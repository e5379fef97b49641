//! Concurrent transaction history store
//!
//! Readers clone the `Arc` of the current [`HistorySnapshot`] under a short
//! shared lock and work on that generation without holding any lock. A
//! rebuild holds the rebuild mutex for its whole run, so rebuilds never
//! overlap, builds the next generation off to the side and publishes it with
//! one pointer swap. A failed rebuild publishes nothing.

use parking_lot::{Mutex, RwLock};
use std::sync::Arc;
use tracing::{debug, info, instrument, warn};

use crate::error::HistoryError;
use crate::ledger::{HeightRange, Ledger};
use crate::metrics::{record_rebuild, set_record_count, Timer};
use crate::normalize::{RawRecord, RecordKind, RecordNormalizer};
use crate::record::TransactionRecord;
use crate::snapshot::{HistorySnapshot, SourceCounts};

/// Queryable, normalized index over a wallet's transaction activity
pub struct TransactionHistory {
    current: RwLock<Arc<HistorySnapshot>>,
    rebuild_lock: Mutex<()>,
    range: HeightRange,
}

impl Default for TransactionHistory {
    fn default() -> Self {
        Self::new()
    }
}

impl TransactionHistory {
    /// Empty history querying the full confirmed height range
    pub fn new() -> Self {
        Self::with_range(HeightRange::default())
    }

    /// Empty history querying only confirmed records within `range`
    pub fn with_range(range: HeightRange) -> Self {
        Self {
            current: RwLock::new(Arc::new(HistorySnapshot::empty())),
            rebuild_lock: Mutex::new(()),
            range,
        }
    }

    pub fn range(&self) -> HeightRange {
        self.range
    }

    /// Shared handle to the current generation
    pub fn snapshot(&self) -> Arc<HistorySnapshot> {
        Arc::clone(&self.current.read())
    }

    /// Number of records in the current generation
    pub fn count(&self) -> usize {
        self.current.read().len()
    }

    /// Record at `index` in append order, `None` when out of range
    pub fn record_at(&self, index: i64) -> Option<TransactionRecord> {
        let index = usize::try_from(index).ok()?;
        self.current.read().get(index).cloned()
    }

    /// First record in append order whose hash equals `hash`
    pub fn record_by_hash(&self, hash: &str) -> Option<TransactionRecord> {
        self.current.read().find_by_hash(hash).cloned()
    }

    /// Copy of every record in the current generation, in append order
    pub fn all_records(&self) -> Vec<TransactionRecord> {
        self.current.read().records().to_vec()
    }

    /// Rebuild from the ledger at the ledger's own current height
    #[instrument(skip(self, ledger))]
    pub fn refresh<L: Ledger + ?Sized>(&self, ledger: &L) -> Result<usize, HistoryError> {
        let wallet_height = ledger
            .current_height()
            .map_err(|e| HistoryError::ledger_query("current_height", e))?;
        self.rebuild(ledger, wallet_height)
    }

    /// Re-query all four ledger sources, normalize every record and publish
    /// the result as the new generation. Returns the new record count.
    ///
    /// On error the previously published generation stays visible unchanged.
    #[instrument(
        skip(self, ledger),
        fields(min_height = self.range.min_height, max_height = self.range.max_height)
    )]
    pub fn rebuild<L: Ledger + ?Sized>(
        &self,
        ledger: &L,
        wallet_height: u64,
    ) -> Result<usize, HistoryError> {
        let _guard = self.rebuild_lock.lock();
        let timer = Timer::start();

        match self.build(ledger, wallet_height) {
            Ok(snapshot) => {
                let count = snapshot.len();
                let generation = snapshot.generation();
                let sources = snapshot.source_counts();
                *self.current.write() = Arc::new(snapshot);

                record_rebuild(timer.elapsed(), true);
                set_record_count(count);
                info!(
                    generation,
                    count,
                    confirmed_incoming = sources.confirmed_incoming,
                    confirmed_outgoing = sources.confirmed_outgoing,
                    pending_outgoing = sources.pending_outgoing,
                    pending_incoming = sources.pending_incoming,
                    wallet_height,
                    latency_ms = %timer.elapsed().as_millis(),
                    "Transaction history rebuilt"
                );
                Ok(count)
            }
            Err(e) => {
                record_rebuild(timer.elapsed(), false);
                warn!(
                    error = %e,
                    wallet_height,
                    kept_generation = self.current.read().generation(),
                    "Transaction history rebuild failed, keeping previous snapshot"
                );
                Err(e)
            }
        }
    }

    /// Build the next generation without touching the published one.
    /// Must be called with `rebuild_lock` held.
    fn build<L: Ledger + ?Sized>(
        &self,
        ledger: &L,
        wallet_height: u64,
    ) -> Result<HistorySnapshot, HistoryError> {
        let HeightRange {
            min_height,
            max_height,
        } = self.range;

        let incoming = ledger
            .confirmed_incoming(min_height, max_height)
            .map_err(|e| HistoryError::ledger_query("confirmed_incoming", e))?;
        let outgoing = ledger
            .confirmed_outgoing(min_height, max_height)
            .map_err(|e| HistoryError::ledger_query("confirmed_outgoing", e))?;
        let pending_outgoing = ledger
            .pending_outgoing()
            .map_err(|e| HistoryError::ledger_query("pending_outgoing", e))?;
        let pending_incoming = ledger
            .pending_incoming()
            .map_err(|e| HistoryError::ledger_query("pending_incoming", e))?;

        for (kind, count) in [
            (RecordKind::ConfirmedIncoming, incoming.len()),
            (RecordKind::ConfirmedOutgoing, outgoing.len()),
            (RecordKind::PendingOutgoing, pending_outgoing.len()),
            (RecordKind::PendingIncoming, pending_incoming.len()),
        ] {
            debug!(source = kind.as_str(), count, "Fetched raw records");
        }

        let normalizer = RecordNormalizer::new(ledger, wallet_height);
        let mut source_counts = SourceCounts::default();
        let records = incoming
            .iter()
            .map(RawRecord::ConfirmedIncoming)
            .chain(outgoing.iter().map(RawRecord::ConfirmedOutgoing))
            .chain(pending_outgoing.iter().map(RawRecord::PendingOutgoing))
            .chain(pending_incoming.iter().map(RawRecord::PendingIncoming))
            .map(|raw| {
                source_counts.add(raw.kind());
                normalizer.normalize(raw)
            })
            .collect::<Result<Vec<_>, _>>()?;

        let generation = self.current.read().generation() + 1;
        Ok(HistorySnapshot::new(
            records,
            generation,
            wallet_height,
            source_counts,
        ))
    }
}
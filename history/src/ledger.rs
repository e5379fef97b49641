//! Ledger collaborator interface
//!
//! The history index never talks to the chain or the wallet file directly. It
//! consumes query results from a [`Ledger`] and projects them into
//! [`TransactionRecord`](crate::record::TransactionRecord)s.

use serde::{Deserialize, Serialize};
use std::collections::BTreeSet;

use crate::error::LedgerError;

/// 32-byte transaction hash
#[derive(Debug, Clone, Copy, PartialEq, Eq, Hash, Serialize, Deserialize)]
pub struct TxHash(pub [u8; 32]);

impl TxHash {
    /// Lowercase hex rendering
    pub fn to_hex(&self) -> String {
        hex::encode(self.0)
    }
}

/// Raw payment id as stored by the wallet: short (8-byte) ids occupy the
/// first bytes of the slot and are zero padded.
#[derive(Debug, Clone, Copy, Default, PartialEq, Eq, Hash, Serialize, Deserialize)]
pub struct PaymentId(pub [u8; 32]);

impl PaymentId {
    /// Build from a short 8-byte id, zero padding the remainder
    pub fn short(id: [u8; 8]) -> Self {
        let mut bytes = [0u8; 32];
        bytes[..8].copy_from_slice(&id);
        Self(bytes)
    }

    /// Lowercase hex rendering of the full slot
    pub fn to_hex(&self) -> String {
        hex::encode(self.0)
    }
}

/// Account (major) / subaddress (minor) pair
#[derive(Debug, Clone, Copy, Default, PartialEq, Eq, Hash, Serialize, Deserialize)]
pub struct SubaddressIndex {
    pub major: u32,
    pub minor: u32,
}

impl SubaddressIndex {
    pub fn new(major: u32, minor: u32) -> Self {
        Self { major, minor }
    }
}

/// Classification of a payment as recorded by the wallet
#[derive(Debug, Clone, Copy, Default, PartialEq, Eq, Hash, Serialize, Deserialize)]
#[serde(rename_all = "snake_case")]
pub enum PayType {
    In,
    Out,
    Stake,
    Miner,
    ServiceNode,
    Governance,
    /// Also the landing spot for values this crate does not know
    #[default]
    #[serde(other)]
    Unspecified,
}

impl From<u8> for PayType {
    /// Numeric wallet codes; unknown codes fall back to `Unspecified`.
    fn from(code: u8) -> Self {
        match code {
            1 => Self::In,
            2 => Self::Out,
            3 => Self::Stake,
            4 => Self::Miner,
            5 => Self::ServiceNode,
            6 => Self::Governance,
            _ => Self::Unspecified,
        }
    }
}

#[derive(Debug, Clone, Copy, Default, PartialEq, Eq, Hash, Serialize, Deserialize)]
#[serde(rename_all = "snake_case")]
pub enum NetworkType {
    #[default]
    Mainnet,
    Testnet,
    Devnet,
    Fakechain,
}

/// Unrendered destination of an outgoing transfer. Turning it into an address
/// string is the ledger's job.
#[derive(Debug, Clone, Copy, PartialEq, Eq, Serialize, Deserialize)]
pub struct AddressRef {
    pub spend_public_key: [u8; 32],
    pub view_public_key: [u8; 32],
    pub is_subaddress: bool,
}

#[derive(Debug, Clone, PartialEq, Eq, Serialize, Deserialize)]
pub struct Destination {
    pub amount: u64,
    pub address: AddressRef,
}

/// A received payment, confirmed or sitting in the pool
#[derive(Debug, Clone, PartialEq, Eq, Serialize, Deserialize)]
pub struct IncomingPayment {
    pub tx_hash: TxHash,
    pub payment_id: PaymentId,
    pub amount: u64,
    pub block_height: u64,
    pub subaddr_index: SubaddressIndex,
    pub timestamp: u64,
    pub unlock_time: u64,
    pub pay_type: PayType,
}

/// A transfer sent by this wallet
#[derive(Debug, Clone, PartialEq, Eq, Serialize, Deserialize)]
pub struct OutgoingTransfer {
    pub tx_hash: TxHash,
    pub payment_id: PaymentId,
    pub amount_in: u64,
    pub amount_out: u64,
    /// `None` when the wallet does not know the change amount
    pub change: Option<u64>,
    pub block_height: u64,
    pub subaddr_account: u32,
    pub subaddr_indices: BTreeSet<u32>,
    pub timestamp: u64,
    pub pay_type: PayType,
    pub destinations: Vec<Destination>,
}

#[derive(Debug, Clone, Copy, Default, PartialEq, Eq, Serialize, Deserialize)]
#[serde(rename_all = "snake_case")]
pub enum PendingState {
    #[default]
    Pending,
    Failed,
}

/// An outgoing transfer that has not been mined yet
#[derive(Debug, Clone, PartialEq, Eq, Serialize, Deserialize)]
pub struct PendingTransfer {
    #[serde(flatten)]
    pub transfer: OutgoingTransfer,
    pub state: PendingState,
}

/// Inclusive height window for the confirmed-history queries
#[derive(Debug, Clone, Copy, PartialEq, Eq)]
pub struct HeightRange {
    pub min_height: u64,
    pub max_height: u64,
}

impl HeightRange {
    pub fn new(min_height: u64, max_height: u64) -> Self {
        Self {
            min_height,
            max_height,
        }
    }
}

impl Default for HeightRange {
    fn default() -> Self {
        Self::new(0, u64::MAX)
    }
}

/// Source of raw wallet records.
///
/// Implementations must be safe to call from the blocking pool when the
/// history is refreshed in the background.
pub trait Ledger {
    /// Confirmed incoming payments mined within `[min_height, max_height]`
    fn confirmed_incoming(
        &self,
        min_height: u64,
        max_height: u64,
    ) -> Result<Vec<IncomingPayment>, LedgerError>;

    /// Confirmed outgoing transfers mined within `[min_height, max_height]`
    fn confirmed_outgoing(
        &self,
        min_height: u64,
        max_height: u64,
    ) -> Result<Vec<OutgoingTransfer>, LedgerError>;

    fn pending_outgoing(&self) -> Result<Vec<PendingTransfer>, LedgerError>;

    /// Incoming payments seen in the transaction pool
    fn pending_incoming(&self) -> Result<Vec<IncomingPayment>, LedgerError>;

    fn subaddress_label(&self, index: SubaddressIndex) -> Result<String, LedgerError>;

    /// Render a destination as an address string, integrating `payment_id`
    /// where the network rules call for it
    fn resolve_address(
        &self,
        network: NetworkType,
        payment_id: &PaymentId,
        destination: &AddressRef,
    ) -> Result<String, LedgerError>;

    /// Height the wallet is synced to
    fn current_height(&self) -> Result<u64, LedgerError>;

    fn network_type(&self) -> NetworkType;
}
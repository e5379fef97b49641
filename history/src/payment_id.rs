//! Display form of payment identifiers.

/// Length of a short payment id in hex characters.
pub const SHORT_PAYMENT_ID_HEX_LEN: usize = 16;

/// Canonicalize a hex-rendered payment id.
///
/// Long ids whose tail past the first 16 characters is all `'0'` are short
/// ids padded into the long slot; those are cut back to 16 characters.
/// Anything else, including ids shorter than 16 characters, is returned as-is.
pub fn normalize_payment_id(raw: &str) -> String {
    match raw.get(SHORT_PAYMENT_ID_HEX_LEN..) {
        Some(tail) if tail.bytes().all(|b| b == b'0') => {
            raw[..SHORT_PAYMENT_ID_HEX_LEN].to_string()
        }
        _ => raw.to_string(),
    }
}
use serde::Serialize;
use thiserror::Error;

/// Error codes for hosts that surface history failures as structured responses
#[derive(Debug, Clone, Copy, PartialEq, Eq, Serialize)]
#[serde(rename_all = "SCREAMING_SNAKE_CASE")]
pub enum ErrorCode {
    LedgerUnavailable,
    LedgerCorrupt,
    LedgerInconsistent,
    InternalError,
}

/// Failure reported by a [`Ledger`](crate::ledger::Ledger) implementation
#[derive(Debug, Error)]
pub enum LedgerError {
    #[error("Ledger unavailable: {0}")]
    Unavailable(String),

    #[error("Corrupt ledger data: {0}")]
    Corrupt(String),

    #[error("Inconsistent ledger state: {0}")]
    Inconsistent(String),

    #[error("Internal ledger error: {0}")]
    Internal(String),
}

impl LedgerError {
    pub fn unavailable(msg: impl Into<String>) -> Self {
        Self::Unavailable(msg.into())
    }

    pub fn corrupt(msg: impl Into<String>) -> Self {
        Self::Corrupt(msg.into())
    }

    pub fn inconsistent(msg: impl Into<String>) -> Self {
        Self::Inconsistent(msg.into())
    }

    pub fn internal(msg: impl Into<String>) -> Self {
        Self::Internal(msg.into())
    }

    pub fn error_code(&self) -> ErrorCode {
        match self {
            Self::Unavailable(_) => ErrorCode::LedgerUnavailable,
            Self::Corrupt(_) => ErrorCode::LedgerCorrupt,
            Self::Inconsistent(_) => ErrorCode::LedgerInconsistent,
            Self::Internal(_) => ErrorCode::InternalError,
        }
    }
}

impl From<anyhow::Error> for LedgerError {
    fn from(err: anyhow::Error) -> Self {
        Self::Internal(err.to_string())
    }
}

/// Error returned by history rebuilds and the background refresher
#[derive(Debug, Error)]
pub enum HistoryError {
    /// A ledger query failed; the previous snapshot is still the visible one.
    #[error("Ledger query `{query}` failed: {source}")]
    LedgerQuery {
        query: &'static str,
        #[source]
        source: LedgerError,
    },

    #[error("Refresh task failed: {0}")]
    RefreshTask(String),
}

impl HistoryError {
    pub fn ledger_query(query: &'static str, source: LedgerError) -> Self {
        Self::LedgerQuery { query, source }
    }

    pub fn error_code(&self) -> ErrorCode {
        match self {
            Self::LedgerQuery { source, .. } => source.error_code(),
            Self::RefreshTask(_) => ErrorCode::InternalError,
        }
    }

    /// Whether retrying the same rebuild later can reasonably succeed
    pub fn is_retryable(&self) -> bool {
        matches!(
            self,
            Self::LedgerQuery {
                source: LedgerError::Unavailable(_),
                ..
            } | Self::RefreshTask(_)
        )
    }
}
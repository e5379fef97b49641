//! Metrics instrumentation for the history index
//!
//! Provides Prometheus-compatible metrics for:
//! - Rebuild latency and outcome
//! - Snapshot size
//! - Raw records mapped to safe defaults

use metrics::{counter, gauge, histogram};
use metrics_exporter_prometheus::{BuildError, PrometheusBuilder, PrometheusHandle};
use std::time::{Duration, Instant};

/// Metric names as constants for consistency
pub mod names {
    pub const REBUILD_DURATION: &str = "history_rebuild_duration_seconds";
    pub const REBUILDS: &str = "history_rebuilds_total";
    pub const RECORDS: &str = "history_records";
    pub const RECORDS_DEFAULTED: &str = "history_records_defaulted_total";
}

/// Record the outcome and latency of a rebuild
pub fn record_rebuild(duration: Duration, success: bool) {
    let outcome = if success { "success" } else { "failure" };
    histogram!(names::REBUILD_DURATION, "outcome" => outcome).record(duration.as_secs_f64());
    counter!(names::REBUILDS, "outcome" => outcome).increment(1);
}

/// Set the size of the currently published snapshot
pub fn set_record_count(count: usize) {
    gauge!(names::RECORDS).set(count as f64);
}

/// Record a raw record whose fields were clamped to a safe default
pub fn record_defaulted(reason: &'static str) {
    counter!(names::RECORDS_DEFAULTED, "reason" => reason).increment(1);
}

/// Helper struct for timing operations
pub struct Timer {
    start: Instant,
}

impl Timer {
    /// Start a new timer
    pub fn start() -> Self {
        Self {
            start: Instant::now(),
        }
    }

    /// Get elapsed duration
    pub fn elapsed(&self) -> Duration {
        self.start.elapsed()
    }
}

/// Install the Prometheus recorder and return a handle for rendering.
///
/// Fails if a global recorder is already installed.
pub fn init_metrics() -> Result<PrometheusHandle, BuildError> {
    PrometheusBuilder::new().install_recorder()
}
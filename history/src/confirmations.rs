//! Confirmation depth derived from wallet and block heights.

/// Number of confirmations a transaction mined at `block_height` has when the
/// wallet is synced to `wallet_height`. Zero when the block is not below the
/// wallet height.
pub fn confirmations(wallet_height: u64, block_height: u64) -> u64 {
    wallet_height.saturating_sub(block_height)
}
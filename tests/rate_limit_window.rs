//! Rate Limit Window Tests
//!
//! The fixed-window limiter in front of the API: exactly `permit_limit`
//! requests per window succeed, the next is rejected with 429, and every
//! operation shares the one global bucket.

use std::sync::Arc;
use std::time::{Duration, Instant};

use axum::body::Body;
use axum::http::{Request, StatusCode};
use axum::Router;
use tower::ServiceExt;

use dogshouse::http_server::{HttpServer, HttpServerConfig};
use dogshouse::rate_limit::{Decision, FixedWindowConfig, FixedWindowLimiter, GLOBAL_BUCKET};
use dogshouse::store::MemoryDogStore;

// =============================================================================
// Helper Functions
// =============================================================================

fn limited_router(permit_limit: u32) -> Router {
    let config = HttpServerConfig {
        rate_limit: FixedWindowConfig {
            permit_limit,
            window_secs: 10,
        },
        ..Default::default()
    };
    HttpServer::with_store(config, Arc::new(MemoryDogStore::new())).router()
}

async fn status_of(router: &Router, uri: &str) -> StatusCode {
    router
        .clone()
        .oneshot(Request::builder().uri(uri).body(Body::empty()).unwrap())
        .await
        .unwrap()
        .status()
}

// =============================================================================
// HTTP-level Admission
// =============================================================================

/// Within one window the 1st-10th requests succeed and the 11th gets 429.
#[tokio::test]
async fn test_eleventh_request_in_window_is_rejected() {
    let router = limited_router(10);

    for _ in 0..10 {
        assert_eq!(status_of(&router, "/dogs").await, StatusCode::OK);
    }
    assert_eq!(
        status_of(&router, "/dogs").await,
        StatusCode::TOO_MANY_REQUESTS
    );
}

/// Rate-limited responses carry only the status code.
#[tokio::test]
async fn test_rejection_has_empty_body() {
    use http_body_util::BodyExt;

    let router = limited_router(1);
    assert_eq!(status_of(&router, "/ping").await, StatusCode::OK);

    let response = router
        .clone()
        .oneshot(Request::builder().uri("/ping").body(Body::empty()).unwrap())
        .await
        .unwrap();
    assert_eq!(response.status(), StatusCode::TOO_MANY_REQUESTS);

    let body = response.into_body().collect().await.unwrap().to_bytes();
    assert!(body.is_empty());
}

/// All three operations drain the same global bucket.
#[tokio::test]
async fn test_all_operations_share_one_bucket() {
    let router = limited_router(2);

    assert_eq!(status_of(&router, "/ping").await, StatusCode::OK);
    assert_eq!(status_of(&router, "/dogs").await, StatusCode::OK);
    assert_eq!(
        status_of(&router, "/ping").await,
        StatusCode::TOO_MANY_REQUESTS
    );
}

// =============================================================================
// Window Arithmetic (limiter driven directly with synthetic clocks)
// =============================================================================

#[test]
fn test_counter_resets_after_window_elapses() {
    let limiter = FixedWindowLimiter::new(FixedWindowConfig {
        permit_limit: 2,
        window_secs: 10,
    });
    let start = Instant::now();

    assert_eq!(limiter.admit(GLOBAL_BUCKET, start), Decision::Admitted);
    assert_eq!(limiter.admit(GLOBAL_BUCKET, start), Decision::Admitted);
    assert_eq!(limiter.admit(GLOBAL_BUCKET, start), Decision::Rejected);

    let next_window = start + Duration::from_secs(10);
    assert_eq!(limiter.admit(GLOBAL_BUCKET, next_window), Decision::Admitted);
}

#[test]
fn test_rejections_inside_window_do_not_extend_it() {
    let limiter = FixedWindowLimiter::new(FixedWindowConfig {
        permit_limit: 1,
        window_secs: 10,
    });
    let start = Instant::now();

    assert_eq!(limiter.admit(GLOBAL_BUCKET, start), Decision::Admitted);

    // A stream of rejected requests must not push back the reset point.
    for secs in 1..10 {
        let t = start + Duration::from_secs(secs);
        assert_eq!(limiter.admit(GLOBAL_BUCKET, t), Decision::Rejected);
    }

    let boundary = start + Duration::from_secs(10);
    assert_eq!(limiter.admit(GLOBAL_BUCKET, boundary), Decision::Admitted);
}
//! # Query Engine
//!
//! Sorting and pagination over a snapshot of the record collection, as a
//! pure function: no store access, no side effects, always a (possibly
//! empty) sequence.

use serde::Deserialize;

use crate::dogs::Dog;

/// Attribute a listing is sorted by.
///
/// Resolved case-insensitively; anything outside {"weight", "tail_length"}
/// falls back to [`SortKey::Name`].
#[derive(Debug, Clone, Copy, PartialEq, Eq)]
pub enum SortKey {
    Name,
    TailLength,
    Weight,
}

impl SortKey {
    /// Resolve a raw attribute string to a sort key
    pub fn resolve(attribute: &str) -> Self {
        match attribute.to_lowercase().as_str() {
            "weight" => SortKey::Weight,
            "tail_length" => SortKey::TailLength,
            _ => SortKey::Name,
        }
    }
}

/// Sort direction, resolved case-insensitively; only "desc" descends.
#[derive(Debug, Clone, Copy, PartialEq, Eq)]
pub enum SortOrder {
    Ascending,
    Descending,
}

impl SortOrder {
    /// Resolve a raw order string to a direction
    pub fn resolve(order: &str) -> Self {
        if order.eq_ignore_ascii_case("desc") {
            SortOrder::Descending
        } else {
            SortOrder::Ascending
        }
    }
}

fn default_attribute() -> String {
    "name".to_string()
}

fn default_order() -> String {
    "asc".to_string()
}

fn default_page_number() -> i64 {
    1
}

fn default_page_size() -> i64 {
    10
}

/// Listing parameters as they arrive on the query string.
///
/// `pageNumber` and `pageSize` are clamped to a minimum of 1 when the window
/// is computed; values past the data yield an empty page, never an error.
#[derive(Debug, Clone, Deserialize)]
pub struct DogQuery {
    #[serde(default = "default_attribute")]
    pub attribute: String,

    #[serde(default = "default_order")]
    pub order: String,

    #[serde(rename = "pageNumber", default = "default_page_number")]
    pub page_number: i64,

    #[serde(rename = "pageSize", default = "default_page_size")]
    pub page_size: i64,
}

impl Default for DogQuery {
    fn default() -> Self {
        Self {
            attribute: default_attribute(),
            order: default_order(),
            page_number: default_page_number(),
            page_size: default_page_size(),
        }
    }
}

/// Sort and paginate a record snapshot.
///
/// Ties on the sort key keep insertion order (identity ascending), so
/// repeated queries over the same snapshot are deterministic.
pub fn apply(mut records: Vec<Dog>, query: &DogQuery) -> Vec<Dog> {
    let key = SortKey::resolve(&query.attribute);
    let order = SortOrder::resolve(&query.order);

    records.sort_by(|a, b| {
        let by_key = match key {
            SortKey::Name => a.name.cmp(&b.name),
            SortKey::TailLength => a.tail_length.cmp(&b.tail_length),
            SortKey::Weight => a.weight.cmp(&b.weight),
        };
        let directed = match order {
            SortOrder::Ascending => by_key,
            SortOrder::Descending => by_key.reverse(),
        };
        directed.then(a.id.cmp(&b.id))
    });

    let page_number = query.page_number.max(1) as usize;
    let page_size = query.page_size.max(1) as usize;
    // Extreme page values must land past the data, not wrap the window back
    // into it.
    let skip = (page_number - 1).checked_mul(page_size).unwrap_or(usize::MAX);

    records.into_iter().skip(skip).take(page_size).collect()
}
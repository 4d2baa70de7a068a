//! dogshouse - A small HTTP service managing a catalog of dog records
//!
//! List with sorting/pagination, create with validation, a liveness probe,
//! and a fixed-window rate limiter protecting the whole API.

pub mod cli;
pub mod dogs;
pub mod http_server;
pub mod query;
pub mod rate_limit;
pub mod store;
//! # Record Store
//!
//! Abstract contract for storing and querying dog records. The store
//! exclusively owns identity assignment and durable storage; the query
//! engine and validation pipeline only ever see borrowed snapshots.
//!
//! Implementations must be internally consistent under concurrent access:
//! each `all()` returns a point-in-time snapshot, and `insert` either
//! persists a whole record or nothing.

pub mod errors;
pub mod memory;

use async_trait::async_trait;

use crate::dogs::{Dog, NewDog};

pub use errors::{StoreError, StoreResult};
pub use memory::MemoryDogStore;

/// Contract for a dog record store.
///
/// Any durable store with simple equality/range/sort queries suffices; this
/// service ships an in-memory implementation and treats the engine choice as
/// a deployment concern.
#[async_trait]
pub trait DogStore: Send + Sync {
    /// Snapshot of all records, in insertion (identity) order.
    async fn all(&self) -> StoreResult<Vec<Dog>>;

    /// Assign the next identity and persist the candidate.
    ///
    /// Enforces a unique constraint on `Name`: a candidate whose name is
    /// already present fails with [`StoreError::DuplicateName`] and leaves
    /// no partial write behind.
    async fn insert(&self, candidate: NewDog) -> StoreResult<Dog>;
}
....................
Which lines in the records above include the word "data"? Copy them out.

• **SOLUTION TO THIS TASK**
    #[error("Corrupt ledger data: {0}")]
/// is computed; values past the data yield an empty page, never an error.
    // Extreme page values must land past the data, not wrap the window back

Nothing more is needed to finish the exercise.